Step 4: Design your plan: Time to convert all the above into a detailed and precise plan. How you do it is up to you, but I've found using an Excel spreadsheet helpful; a pencil and graph paper will work as well. Start with dates and run your schedule up to your first seasonal goal (i.e., peak No. 1).

It's best to plan a build-up of 16 or more weeks to reach both a high level and stable conditioning level; a shorter build up is possible, but 'form' is less durable.

Additionally, each peak should be followed by at least one week of active rest, and you should allow for at least six to eight weeks between each peak.

Fill in additional race dates, training camps, testing sessions, planned training volumes and other notes. Remember, this is an ideal plan under realistic conditions; changes can be made when needed. For example, if you have a full-time job and live in New England year round, plan your training accordingly and consider that it may be best to target races in late May and later.

The Process

1. Determine how long your peak period will be, then how much time you'll need beforehand to induce your peak. Typically, most riders want to reach a high level of fitness and hold it a while to get multiple results, so you may want to choose four weeks for your peak period, preceded by three to six weeks of specific preparation, or seven to 10 weeks total.

2. Once the peak period is set, fill in your remaining dates with other important races, training camps, testing and important, life altering distractions (guests in town, work travel, vacations, etc.).

3. After all the details are filled in, begin building your macrocycle—the sum parts of various training cycles leading up to a peak, and mesocycles—a block of training designed to produce an overall training effect. Mesocycles often include the following phases:

  • General preparation incorporates more general training methods, including cross-training, used to build the basic components of your fitness. It typically lasts 12 weeks or more.
  • Specific preparation is sport-specific training used to improve specific skills and/or fitness components and typically lasts four to eight weeks.
  • Competition is the period when priority races and peaking takes place. If planned properly, a strong competition period could last eight weeks, four weeks is usually best.
  • Transition is the time to recharge your batteries and might be a lead into the offseason, or the break before the next macrocycle.

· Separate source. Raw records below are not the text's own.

use std::fmt::{self, Debug};

use serde::{Deserialize, Serialize};

use crate::capability::Capability;

/// Token Request exchanging a backchannel `auth_req_id` for an access token.
///
/// Sent as `application/x-www-form-urlencoded`.
#[derive(Clone, Debug, Default, Deserialize, Serialize, PartialEq, Eq)]
pub struct TokenRequest {
    /// Authorization grant type.
    pub grant_type: GrantType,

    /// The `auth_req_id` returned by the `bc-authorize` endpoint, unchanged.
    pub auth_req_id: String,
}

impl TokenRequest {
    /// Create a CIBA token request for the authentication request.
    #[must_use]
    pub fn new(auth_req_id: impl Into<String>) -> Self {
        Self {
            grant_type: GrantType::Ciba,
            auth_req_id: auth_req_id.into(),
        }
    }
}

/// Token grant types supported by the client.
#[derive(Clone, Copy, Debug, Default, Deserialize, Serialize, PartialEq, Eq)]
pub enum GrantType {
    /// OpenID Connect CIBA grant.
    #[default]
    #[serde(rename = "urn:openid:params:grant-type:ciba")]
    Ciba,
}

/// Token Response as returned by the gateway.
///
/// `access_token` is optional here so a response lacking it can be reported
/// as a token failure rather than a decoding error.
#[derive(Clone, Default, Deserialize, Serialize, PartialEq, Eq)]
pub struct TokenResponse {
    /// The access token.
    #[serde(skip_serializing_if = "Option::is_none")]
    pub access_token: Option<String>,

    /// The type of the token issued, typically "`Bearer`".
    #[serde(skip_serializing_if = "Option::is_none")]
    pub token_type: Option<String>,

    /// The lifetime in seconds of the access token.
    #[serde(skip_serializing_if = "Option::is_none")]
    pub expires_in: Option<i64>,
}

impl Debug for TokenResponse {
    fn fmt(&self, f: &mut fmt::Formatter<'_>) -> fmt::Result {
        f.debug_struct("TokenResponse")
            .field("access_token", &self.access_token.as_ref().map(|_| "[redacted]"))
            .field("token_type", &self.token_type)
            .field("expires_in", &self.expires_in)
            .finish()
    }
}

/// An access token authorizing exactly one capability resource call.
///
/// [`crate::CibaClient::perform_verification`] consumes the grant. Tokens are
/// neither refreshed nor cached: each verification starts a new flow.
#[derive(PartialEq, Eq)]
pub struct TokenGrant {
    /// Bearer token for the resource call.
    pub access_token: String,

    /// The type of the token issued.
    pub token_type: String,

    /// The lifetime in seconds of the access token.
    pub expires_in: i64,

    /// The capability the token was issued for.
    pub capability: Capability,
}

impl Debug for TokenGrant {
    fn fmt(&self, f: &mut fmt::Formatter<'_>) -> fmt::Result {
        f.debug_struct("TokenGrant")
            .field("access_token", &"[redacted]")
            .field("token_type", &self.token_type)
            .field("expires_in", &self.expires_in)
            .field("capability", &self.capability)
            .finish()
    }
}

4. Finally, note which type of training you'll focus on during each training cycle, and set your volume for each microcycle (one week of training). If this seems too daunting, then simply put in your best guess for volume and general training notes; knowing what you face ahead helps you realize what steps to take and when.

Once all your data is entered, you can print out the plan (click here for an example periodization sheet), or create a nice looking graphic plan based on your data. Review it weekly and update it—the yearly plan is an ever-changing blueprint, so don't be afraid to use the delete key.